Share

29th May, 2018

The art of startup storytelling

How would you tell the story of your startup in three minutes? Or five minutes?

That was what Juliette Murphy, CEO and Co-founder of FloodMapp, faced as she shaped her pitch for the Elevator Pitch Competition @ Myriad, sponsored by MYOB.

“I thought it was a great opportunity to get our idea out there and practise my elevator pitch,” she told The Pulse.

“I wasn’t expecting to win. It was more about telling people what we were doing.”

Murphy stood in front of a packed-out room of investors and startup peers and tell her startup’s story in three minutes. No slides.

She said once she got to the startup stage she felt the nerves, but spotting a familiar face in the crowd helped.

“I hadn’t done much pitching without slides before so that was a big challenge for me. I tried to give a really succinct, plain-language explanation of what we were doing and why it was a big opportunity,” said Murphy.

“One of the judges there I had met before, so that was a friendly face to focus on. That made me feel a bit more comfortable.”

READ: 4 tips for pitching a venture capitalist

The lesson here is to engage with as many people as possible in the startup ecosystem because you never know who’s going to be judge and jury of your business.

She said her approach to the three-minute pitch was simple: focus on the problem the startup wanted to solve.


Outline the problem


As a native Queenslander, Murphy has seen how flooding can wreak devastation.

There’s the personal toll caused by flooding events across the state, but the huge amount of money needed for the clean up afterwards is growing.

The National Business Roundtable says the total economic cost of natural disasters in Queensland will reach $18.3 billion per year by 2050.

The FloodMapp team with MYOB @ Myriad

 

Murphy has seen friends affected by flooding, and, as an ex-water engineer, she and her partner wondered if there was a better way to warn and prepare communities for flooding events.

So FloodMapp was born, which plugs into several data sources to provide up-to-the-minute weather data information and forecasting.

But how do you explain a problem that touched the lives of so many people globally in just three minutes?

Give your audience a single, impactful story.

“I started with a story of a couple I know in the Lockyer Valley who survived the Grantham Floods in 2011 – it was pretty awful. Thirty-five people lost their lives that day,” said Murphy.

“They managed to make it onto their roofs and ride it out from there – but I described what the experience may have been like with FloodMapps and how that could have been avoided.

“After that, I described our business model and the opportunity.”

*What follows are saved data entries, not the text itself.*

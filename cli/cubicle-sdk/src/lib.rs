pub mod environment;
pub mod error;
pub mod names;
pub mod packages;
pub mod paths;
pub mod randname;
pub mod runner;
pub mod scheduler;
pub mod seed_cache;
#[cfg(test)]
mod test_support;

pub use environment::{Engine, EnvironmentListing, PackageListing, default_packages};
pub use error::{Error, Result};
pub use names::{EnvironmentName, NameError, PackageName};
pub use packages::{Package, PackageIndex};
pub use paths::Paths;
pub use randname::RandomNameGenerator;
pub use runner::{EnvFilesSummary, EnvironmentExists, Runner, RunnerCommand};
pub use runner::bubblewrap::Bubblewrap;
pub use runner::docker::Docker;
pub use scheduler::{BuildScheduler, DEFAULT_STALE_AFTER};
pub use seed_cache::SeedCache;
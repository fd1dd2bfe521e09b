//! An in-memory [`Runner`] double used only by this crate's own tests, so
//! the scheduler and engine can be exercised without `bwrap`/`docker`.
#![cfg(test)]

use std::cell::RefCell;
use std::collections::BTreeSet;
use std::str::FromStr;

use cubicle_core::{DirSummary, HostPath};

use crate::error::{Error, Result};
use crate::names::EnvironmentName;
use crate::runner::{EnvFilesSummary, EnvironmentExists, Runner, RunnerCommand};

/// `run`'s `Init` command "builds" an environment by writing a
/// `provides.tar` file into its home directory rather than invoking a real
/// sandbox; that's enough for [`crate::scheduler::BuildScheduler`]'s
/// `SeedCache` calls, which only care that the file exists.
pub(crate) struct FakeRunner {
    home_dirs: HostPath,
    work_dirs: HostPath,
    /// Environment names whose next `run` call should fail, simulating a
    /// package's `update.sh`/`test.sh` exiting non-zero.
    fail_next: RefCell<BTreeSet<String>>,
    /// Every environment name `run` was called for, in call order.
    run_log: RefCell<Vec<String>>,
}

impl FakeRunner {
    pub(crate) fn new(home_dirs: HostPath, work_dirs: HostPath) -> Self {
        Self {
            home_dirs,
            work_dirs,
            fail_next: RefCell::new(BTreeSet::new()),
            run_log: RefCell::new(Vec::new()),
        }
    }

    /// Makes the next `run` call for `name` fail, once.
    pub(crate) fn fail_next(&self, name: &str) {
        self.fail_next.borrow_mut().insert(name.to_owned());
    }

    /// The environment names `run` was invoked for, in call order.
    pub(crate) fn run_log(&self) -> Vec<String> {
        self.run_log.borrow().clone()
    }
}

fn failed_status() -> std::process::ExitStatus {
    use std::os::unix::process::ExitStatusExt;
    std::process::ExitStatus::from_raw(1 << 8)
}

impl Runner for FakeRunner {
    fn create(&self, name: &EnvironmentName) -> Result<()> {
        std::fs::create_dir_all(self.home_dirs.join(name).as_path())?;
        std::fs::create_dir_all(self.work_dirs.join(name).as_path())?;
        Ok(())
    }

    fn exists(&self, name: &EnvironmentName) -> Result<EnvironmentExists> {
        let has_home = self.home_dirs.join(name).as_path().exists();
        let has_work = self.work_dirs.join(name).as_path().exists();
        Ok(if has_home && has_work {
            EnvironmentExists::FullyExists
        } else if has_home || has_work {
            EnvironmentExists::PartiallyExists
        } else {
            EnvironmentExists::NoEnvironment
        })
    }

    fn stop(&self, _name: &EnvironmentName) -> Result<()> {
        Ok(())
    }

    fn list(&self) -> Result<Vec<EnvironmentName>> {
        let mut names = BTreeSet::new();
        for dir in [&self.home_dirs, &self.work_dirs] {
            if let Ok(entries) = std::fs::read_dir(dir.as_path()) {
                for entry in entries.flatten() {
                    if let Some(name) = entry.file_name().to_str() {
                        if let Ok(name) = EnvironmentName::from_str(name) {
                            names.insert(name);
                        }
                    }
                }
            }
        }
        Ok(names.into_iter().collect())
    }

    fn files_summary(&self, name: &EnvironmentName) -> Result<EnvFilesSummary> {
        let home_dir = self.home_dirs.join(name);
        let work_dir = self.work_dirs.join(name);
        Ok(EnvFilesSummary {
            home_dir_path: home_dir.as_path().exists().then_some(home_dir),
            home_dir: DirSummary::new_with_errors(),
            work_dir_path: work_dir.as_path().exists().then_some(work_dir),
            work_dir: DirSummary::new_with_errors(),
        })
    }

    fn reset(&self, name: &EnvironmentName) -> Result<()> {
        let home_dir = self.home_dirs.join(name);
        let _ = std::fs::remove_dir_all(home_dir.as_path());
        std::fs::create_dir_all(home_dir.as_path())?;
        std::fs::create_dir_all(self.work_dirs.join(name).as_path())?;
        Ok(())
    }

    fn purge(&self, name: &EnvironmentName) -> Result<()> {
        let _ = std::fs::remove_dir_all(self.home_dirs.join(name).as_path());
        let _ = std::fs::remove_dir_all(self.work_dirs.join(name).as_path());
        Ok(())
    }

    fn run(&self, name: &EnvironmentName, command: &RunnerCommand) -> Result<()> {
        self.run_log.borrow_mut().push(name.as_str().to_owned());
        if self.fail_next.borrow_mut().remove(name.as_str()) {
            return Err(Error::ChildFailed("fake-runner", failed_status()));
        }
        if let RunnerCommand::Init { .. } = command {
            let home_dir = self.home_dirs.join(name);
            std::fs::create_dir_all(home_dir.as_path())?;
            std::fs::write(home_dir.join("provides.tar").as_path(), b"fake-seed")?;
        }
        Ok(())
    }
}
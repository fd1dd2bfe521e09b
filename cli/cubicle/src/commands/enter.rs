use std::str::FromStr;

use anyhow::Result;
use bpaf::Bpaf;
use cubicle_sdk::{Engine, EnvironmentName};

#[derive(Bpaf, Clone, Debug)]
pub struct Args {
    /// Environment name
    #[bpaf(positional("NAME"))]
    name: String,
}

pub fn run(args: Args, engine: &Engine) -> Result<()> {
    let name = EnvironmentName::from_str(&args.name)?;
    engine.enter_environment(&name)?;
    Ok(())
}
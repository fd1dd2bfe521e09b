use std::fs::File;
use std::io;
use std::path::Path;
use std::process::Command;
use std::time::SystemTime;

use rustix::fs::{Mode, OFlags};

/// Aggregate size/mtime/error information for a directory subtree, the
/// moral equivalent of `du -cs --time`.
#[derive(Clone, Copy, Debug, Eq, PartialEq)]
pub struct DirSummary {
    pub total_size: u64,
    /// The modification time of the most-recently-touched entry, or
    /// `UNIX_EPOCH` if the tree is empty or couldn't be read at all.
    pub last_modified: SystemTime,
    /// Set if any entry could not be stat'd (typically a permissions error);
    /// `total_size`/`last_modified` still reflect everything that *could* be
    /// read.
    pub errors: bool,
}

impl DirSummary {
    pub fn new_with_errors() -> Self {
        Self {
            total_size: 0,
            last_modified: SystemTime::UNIX_EPOCH,
            errors: true,
        }
    }
}

/// Walks `path` recursively, summing file sizes and tracking the newest
/// modification time seen. Unreadable entries are skipped and flagged via
/// [`DirSummary::errors`] rather than aborting the walk, matching `du`'s
/// tolerance of permission errors within a subtree.
pub fn summarize_dir(path: &Path) -> io::Result<DirSummary> {
    let mut summary = DirSummary {
        total_size: 0,
        last_modified: SystemTime::UNIX_EPOCH,
        errors: false,
    };

    let root_meta = std::fs::symlink_metadata(path)?;
    accumulate(&root_meta, &mut summary);

    for entry in walkdir::WalkDir::new(path).min_depth(1) {
        match entry {
            Ok(entry) => match entry.metadata() {
                Ok(meta) => accumulate(&meta, &mut summary),
                Err(_) => summary.errors = true,
            },
            Err(_) => summary.errors = true,
        }
    }

    Ok(summary)
}

fn accumulate(meta: &std::fs::Metadata, summary: &mut DirSummary) {
    summary.total_size += meta.len();
    if let Ok(modified) = meta.modified() {
        if modified > summary.last_modified {
            summary.last_modified = modified;
        }
    }
}

/// Iterates a directory's entries, yielding nothing (rather than erroring)
/// if the directory doesn't exist at all.
pub fn try_iterdir(path: &Path) -> io::Result<Vec<std::path::PathBuf>> {
    match std::fs::read_dir(path) {
        Ok(entries) => entries.map(|e| e.map(|e| e.path())).collect(),
        Err(e) if e.kind() == io::ErrorKind::NotFound => Ok(Vec::new()),
        Err(e) => Err(e),
    }
}

/// Returns whether `path` exists, without following a dangling final
/// symlink into an error.
pub fn try_exists(path: &Path) -> io::Result<bool> {
    match std::fs::symlink_metadata(path) {
        Ok(_) => Ok(true),
        Err(e) if e.kind() == io::ErrorKind::NotFound => Ok(false),
        Err(e) => Err(e),
    }
}

/// Opens `path` for reading, refusing to follow a terminal symlink.
///
/// Used whenever the engine reads a path that lives inside a
/// sandbox-writable directory (a package's `provides.tar`, an environment's
/// `packages.txt`): a malicious or buggy package/update script could replace
/// that path with a symlink pointing elsewhere on the host, and `O_NOFOLLOW`
/// turns that into an `ELOOP` error instead of a silent traversal.
pub fn open_no_follow(path: &Path) -> io::Result<File> {
    let fd = rustix::fs::open(path, OFlags::RDONLY | OFlags::NOFOLLOW | OFlags::CLOEXEC, Mode::empty())
        .map_err(io::Error::from)?;
    Ok(File::from(fd))
}

/// Creates (or truncates) `path` for writing, refusing to follow a terminal
/// symlink. See [`open_no_follow`] for why this matters.
pub fn create_no_follow(path: &Path) -> io::Result<File> {
    let fd = rustix::fs::open(
        path,
        OFlags::WRONLY | OFlags::CREATE | OFlags::TRUNC | OFlags::NOFOLLOW | OFlags::CLOEXEC,
        Mode::from_raw_mode(0o644),
    )
    .map_err(io::Error::from)?;
    Ok(File::from(fd))
}

/// Copies `src` to `dst`, opening both ends with [`open_no_follow`] /
/// [`create_no_follow`].
pub fn copy_no_follow(src: &Path, dst: &Path) -> io::Result<u64> {
    let mut src_file = open_no_follow(src)?;
    let mut dst_file = create_no_follow(dst)?;
    io::copy(&mut src_file, &mut dst_file)
}

/// Recursively removes `path`, working around two host quirks documented in
/// the upstream project:
///
/// 1. Read-only subtrees (as produced by e.g. Go's module cache) can't have
///    their contents removed directly; a single `chmod -R u+rwX` on the
///    parent, then retry, fixes this.
/// 2. A sandbox runner may leave behind empty directories it owns under a
///    foreign uid where a volume was mounted. These are still removable
///    after the chmod pass even though their permission bits can't be
///    altered by a plain `chmod` on the entry itself.
pub fn rmtree(path: &Path) -> io::Result<()> {
    match std::fs::remove_dir_all(path) {
        Ok(()) => Ok(()),
        Err(e) if e.kind() == io::ErrorKind::NotFound => Ok(()),
        Err(e) if e.kind() == io::ErrorKind::PermissionDenied => {
            let parent = path.parent().unwrap_or(path);
            let status = Command::new("chmod")
                .arg("-R")
                .arg("u+rwX")
                .arg(parent)
                .status()?;
            if !status.success() {
                return Err(io::Error::other(format!(
                    "chmod -R u+rwX {parent:?} exited with {status}"
                )));
            }
            std::fs::remove_dir_all(path)
        }
        Err(e) => Err(e),
    }
}

#[cfg(test)]
mod tests {
    use super::*;

    #[test]
    fn try_iterdir_on_missing_dir_is_empty() {
        let entries = try_iterdir(Path::new("/does/not/exist")).unwrap();
        assert!(entries.is_empty());
    }

    #[test]
    fn summarize_dir_counts_files_and_tracks_mtime() {
        let dir = tempfile::tempdir().unwrap();
        std::fs::write(dir.path().join("a.txt"), b"hello").unwrap();
        std::fs::create_dir(dir.path().join("sub")).unwrap();
        std::fs::write(dir.path().join("sub/b.txt"), b"world!").unwrap();

        let summary = summarize_dir(dir.path()).unwrap();
        assert!(summary.total_size >= 11);
        assert!(!summary.errors);
        assert!(summary.last_modified > SystemTime::UNIX_EPOCH);
    }

    #[test]
    fn open_no_follow_refuses_symlinks() {
        let dir = tempfile::tempdir().unwrap();
        let target = dir.path().join("real.txt");
        std::fs::write(&target, b"secret").unwrap();
        let link = dir.path().join("link.txt");
        std::os::unix::fs::symlink(&target, &link).unwrap();

        let err = open_no_follow(&link).unwrap_err();
        assert_eq!(err.kind(), io::ErrorKind::FilesystemLoop);
    }

    #[test]
    fn copy_no_follow_round_trips_plain_files() {
        let dir = tempfile::tempdir().unwrap();
        let src = dir.path().join("src.txt");
        let dst = dir.path().join("dst.txt");
        std::fs::write(&src, b"payload").unwrap();

        copy_no_follow(&src, &dst).unwrap();
        assert_eq!(std::fs::read(&dst).unwrap(), b"payload");
    }
}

After winning a People’s Choice vote, she was told FloodMapps had moved onto the final round – roughly an hour before it began.


Be adaptable and explain the solution


“So, I got a message at 2pm saying that we’d won through and we’d need to be ready to pitch at 3pm,” said Murphy.

That would be fine, she said, but she was across town in another meeting at the time.

So she needed to finish the meeting, reach where she was staying to email through her pitch deck, and then get back to Myriad by 3pm. She made it with 15 minutes to spare.

“It was a crazy rush of excitement – we were speechless and then to be told at pretty short notice. It was just mad,” said Murphy.

READ: Paint me a picture: the importance of storytelling in business

In the final round, Murphy was given five minutes to present with slides, and take five minutes of questions from the judges.

She said in those two extra minutes with the help of visual aids, she thought about how to extend her pitch.

“The problem for me in the three-minute pitch is that without pictures for us, it was hard to convey what our solution does,” said Murphy.

“I was able to talk through how the back-end of our tech worked and what information the users would receive.”

So in the three-minute pitch, Murphy prioritised how to explain the problem that her startup was trying to solve. In the five-minute pitch she focused more on the solution.

But Murphy said she’s still learning about the craft of telling FloodMapp’s story.

“I’m definitely still playing it by ear, and I’m on a learning journey,” she said.

“What I’ve learned is that good pitching is about picking the key message that you’re really trying to get across, and then remembering less is more when it comes to delivery.”